[Source data]

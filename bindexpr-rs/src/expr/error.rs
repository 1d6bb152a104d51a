//! Compile-time failures.

/// A syntax error. Raised once, while compiling; a compiled expression
/// never fails afterwards.
#[derive(Debug, Clone, PartialEq, Eq, thiserror::Error)]
#[error("{message} at character {index} of \"{expression}\"")]
pub struct ParseError {
    pub message: String,
    /// 0-based character position of the cursor when parsing stopped.
    pub index: usize,
    pub expression: String,
}

impl ParseError {
    pub fn new(message: impl Into<String>, index: usize, expression: &str) -> Self {
        ParseError {
            message: message.into(),
            index,
            expression: expression.to_owned(),
        }
    }
}
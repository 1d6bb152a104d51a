//! Compile a source string once into a reusable [`Expression`].

use std::sync::Arc;

use tracing::debug;

use super::ast::Node;
use super::error::ParseError;
use super::eval::eval_node;
use super::parser::parse;
use super::value::Value;
use crate::context::Scope;

/// A parsed expression, ready to evaluate against any number of contexts.
///
/// Cloning is cheap; clones share the same tree. The empty expression
/// always evaluates to [`Value::Undefined`].
#[derive(Debug, Clone, Default)]
pub struct Expression {
    root: Option<Arc<Node>>,
}

impl Expression {
    pub fn eval<S: Scope + ?Sized>(&self, scope: &S) -> Value {
        match &self.root {
            Some(node) => eval_node(node, scope),
            None => Value::Undefined,
        }
    }

    pub fn root(&self) -> Option<&Node> {
        self.root.as_deref()
    }

    pub fn is_empty(&self) -> bool {
        self.root.is_none()
    }

    /// The closure form, for callers that store evaluators uniformly.
    pub fn into_fn(self) -> Box<dyn Fn(&dyn Scope) -> Value + Send + Sync> {
        Box::new(move |scope| self.eval(scope))
    }
}

/// Parse `source` and return an [`Expression`] for it.
///
/// All syntax errors surface here; evaluating the result never fails.
pub fn compile(source: &str) -> Result<Expression, ParseError> {
    let root = parse(source).inspect_err(|err| debug!(%err, "expression failed to compile"))?;
    debug!(source, empty = root.is_none(), "compiled expression");
    Ok(Expression {
        root: root.map(Arc::new),
    })
}

// ── Tests ─────────────────────────────────────────────────────────────────────

#[cfg(test)]
mod tests {
    use super::*;
    use crate::context::Context;

    #[test]
    fn compile_and_reuse() {
        let expr = compile("a * 2").unwrap();
        for n in 0..5 {
            let ctx = Context::new().with("a", n);
            assert_eq!(expr.eval(&ctx), Value::from(n * 2));
        }
    }

    #[test]
    fn empty_source_is_always_undefined() {
        let expr = compile("   ").unwrap();
        assert!(expr.is_empty());
        assert_eq!(expr.eval(&Context::new().with("a", 1)), Value::Undefined);
    }

    #[test]
    fn errors_surface_at_compile_time() {
        let err = compile("'abc").unwrap_err();
        assert!(err.to_string().contains("unclosed quote"));
        let err = compile("1a").unwrap_err();
        assert!(err.to_string().contains("variable names cannot start with a number"));
    }

    #[test]
    fn long_flat_source_fails_to_compile() {
        let sum = vec!["1"; 10_000].join("+");
        let err = compile(&sum).unwrap_err();
        assert_eq!(err.message, "expression too deeply nested");
        let nested = format!("{}x{}", "(".repeat(10_000), ")".repeat(10_000));
        assert!(compile(&nested).is_err());
    }

    #[test]
    fn compiling_twice_is_deterministic() {
        let a = compile("x > 1 ? y.z : [x]").unwrap();
        let b = compile("x > 1 ? y.z : [x]").unwrap();
        assert_eq!(a.root(), b.root());
        let ctx = Context::new()
            .with("x", 2)
            .with("y", Value::object([("z", "ok")]));
        assert_eq!(a.eval(&ctx), b.eval(&ctx));
    }

    #[test]
    fn closure_form() {
        let f = compile("f(x)").unwrap().into_fn();
        let ctx = Context::new()
            .with("f", Value::function(|_, args| Value::Number(args[0].to_number() * 2.0)))
            .with("x", 5);
        assert_eq!(f(&ctx), Value::from(10));
        assert_eq!(f(&()), Value::Undefined);
    }

    #[test]
    fn shared_across_threads() {
        let expr = compile("n * n").unwrap();
        let handles: Vec<_> = (0..4)
            .map(|n| {
                let expr = expr.clone();
                std::thread::spawn(move || expr.eval(&Context::new().with("n", n)))
            })
            .collect();
        for (n, h) in handles.into_iter().enumerate() {
            let n = n as i32;
            assert_eq!(h.join().unwrap(), Value::from(n * n));
        }
    }
}
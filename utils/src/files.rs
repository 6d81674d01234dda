//! Document text loading.

use std::io;
use std::path::{Path, PathBuf};

#[derive(Debug, thiserror::Error)]
#[error("failed to read document {}", path.display())]
pub struct ReadDocumentError {
    path: PathBuf,
    #[source]
    source: io::Error,
}

impl ReadDocumentError {
    #[must_use]
    pub fn path(&self) -> &Path {
        &self.path
    }
}

/// Read a document as UTF-8 text for `textDocument/didOpen`.
///
/// Invalid UTF-8 sequences are replaced rather than rejected; servers only
/// ever see a JSON string.
pub fn read_document(path: &Path) -> Result<String, ReadDocumentError> {
    let bytes = std::fs::read(path).map_err(|source| ReadDocumentError {
        path: path.to_path_buf(),
        source,
    })?;
    match String::from_utf8(bytes) {
        Ok(text) => Ok(text),
        Err(err) => {
            tracing::warn!(path = %path.display(), "Document is not valid UTF-8, replacing invalid bytes");
            Ok(String::from_utf8_lossy(err.as_bytes()).into_owned())
        }
    }
}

[/Source data]

▸ Activity: Copy all data exactly, start to finish.

▸ Completed task:
filename bindexpr-rs/src/expr/error.rs
repository 1d6bb152a104d51a
//! Compile-time failures.

/// A syntax error. Raised once, while compiling; a compiled expression
/// never fails afterwards.
#[derive(Debug, Clone, PartialEq, Eq, thiserror::Error)]
#[error("{message} at character {index} of \"{expression}\"")]
pub struct ParseError {
    pub message: String,
    /// 0-based character position of the cursor when parsing stopped.
    pub index: usize,
    pub expression: String,
}

impl ParseError {
    pub fn new(message: impl Into<String>, index: usize, expression: &str) -> Self {
        ParseError {
            message: message.into(),
            index,
            expression: expression.to_owned(),
        }
    }
}
repository 1d6bb152a104d51a
//! Compile a source string once into a reusable [`Expression`].

use std::sync::Arc;

use tracing::debug;

use super::ast::Node;
use super::error::ParseError;
use super::eval::eval_node;
use super::parser::parse;
use super::value::Value;
use crate::context::Scope;

/// A parsed expression, ready to evaluate against any number of contexts.
///
/// Cloning is cheap; clones share the same tree. The empty expression
/// always evaluates to [`Value::Undefined`].
#[derive(Debug, Clone, Default)]
pub struct Expression {
    root: Option<Arc<Node>>,
}

impl Expression {
    pub fn eval<S: Scope + ?Sized>(&self, scope: &S) -> Value {
        match &self.root {
            Some(node) => eval_node(node, scope),
            None => Value::Undefined,
        }
    }

    pub fn root(&self) -> Option<&Node> {
        self.root.as_deref()
    }

    pub fn is_empty(&self) -> bool {
        self.root.is_none()
    }

    /// The closure form, for callers that store evaluators uniformly.
    pub fn into_fn(self) -> Box<dyn Fn(&dyn Scope) -> Value + Send + Sync> {
        Box::new(move |scope| self.eval(scope))
    }
}

/// Parse `source` and return an [`Expression`] for it.
///
/// All syntax errors surface here; evaluating the result never fails.
pub fn compile(source: &str) -> Result<Expression, ParseError> {
    let root = parse(source).inspect_err(|err| debug!(%err, "expression failed to compile"))?;
    debug!(source, empty = root.is_none(), "compiled expression");
    Ok(Expression {
        root: root.map(Arc::new),
    })
}

// ── Tests ─────────────────────────────────────────────────────────────────────

#[cfg(test)]
mod tests {
    use super::*;
    use crate::context::Context;

    #[test]
    fn compile_and_reuse() {
        let expr = compile("a * 2").unwrap();
        for n in 0..5 {
            let ctx = Context::new().with("a", n);
            assert_eq!(expr.eval(&ctx), Value::from(n * 2));
        }
    }

    #[test]
    fn empty_source_is_always_undefined() {
        let expr = compile("   ").unwrap();
        assert!(expr.is_empty());
        assert_eq!(expr.eval(&Context::new().with("a", 1)), Value::Undefined);
    }

    #[test]
    fn errors_surface_at_compile_time() {
        let err = compile("'abc").unwrap_err();
        assert!(err.to_string().contains("unclosed quote"));
        let err = compile("1a").unwrap_err();
        assert!(err.to_string().contains("variable names cannot start with a number"));
    }

    #[test]
    fn long_flat_source_fails_to_compile() {
        let sum = vec!["1"; 10_000].join("+");
        let err = compile(&sum).unwrap_err();
        assert_eq!(err.message, "expression too deeply nested");
        let nested = format!("{}x{}", "(".repeat(10_000), ")".repeat(10_000));
        assert!(compile(&nested).is_err());
    }

    #[test]
    fn compiling_twice_is_deterministic() {
        let a = compile("x > 1 ? y.z : [x]").unwrap();
        let b = compile("x > 1 ? y.z : [x]").unwrap();
        assert_eq!(a.root(), b.root());
        let ctx = Context::new()
            .with("x", 2)
            .with("y", Value::object([("z", "ok")]));
        assert_eq!(a.eval(&ctx), b.eval(&ctx));
    }

    #[test]
    fn closure_form() {
        let f = compile("f(x)").unwrap().into_fn();
        let ctx = Context::new()
            .with("f", Value::function(|_, args| Value::Number(args[0].to_number() * 2.0)))
            .with("x", 5);
        assert_eq!(f(&ctx), Value::from(10));
        assert_eq!(f(&()), Value::Undefined);
    }

    #[test]
    fn shared_across_threads() {
        let expr = compile("n * n").unwrap();
        let handles: Vec<_> = (0..4)
            .map(|n| {
                let expr = expr.clone();
                std::thread::spawn(move || expr.eval(&Context::new().with("n", n)))
            })
            .collect();
        for (n, h) in handles.into_iter().enumerate() {
            let n = n as i32;
            assert_eq!(h.join().unwrap(), Value::from(n * n));
        }
    }
}
filename utils/src/files.rs
repository 6d81674d01234dda
//! Document text loading.

use std::io;
use std::path::{Path, PathBuf};

#[derive(Debug, thiserror::Error)]
#[error("failed to read document {}", path.display())]
pub struct ReadDocumentError {
    path: PathBuf,
    #[source]
    source: io::Error,
}

impl ReadDocumentError {
    #[must_use]
    pub fn path(&self) -> &Path {
        &self.path
    }
}

/// Read a document as UTF-8 text for `textDocument/didOpen`.
///
/// Invalid UTF-8 sequences are replaced rather than rejected; servers only
/// ever see a JSON string.
pub fn read_document(path: &Path) -> Result<String, ReadDocumentError> {
    let bytes = std::fs::read(path).map_err(|source| ReadDocumentError {
        path: path.to_path_buf(),
        source,
    })?;
    match String::from_utf8(bytes) {
        Ok(text) => Ok(text),
        Err(err) => {
            tracing::warn!(path = %path.display(), "Document is not valid UTF-8, replacing invalid bytes");
            Ok(String::from_utf8_lossy(err.as_bytes()).into_owned())
        }
    }
}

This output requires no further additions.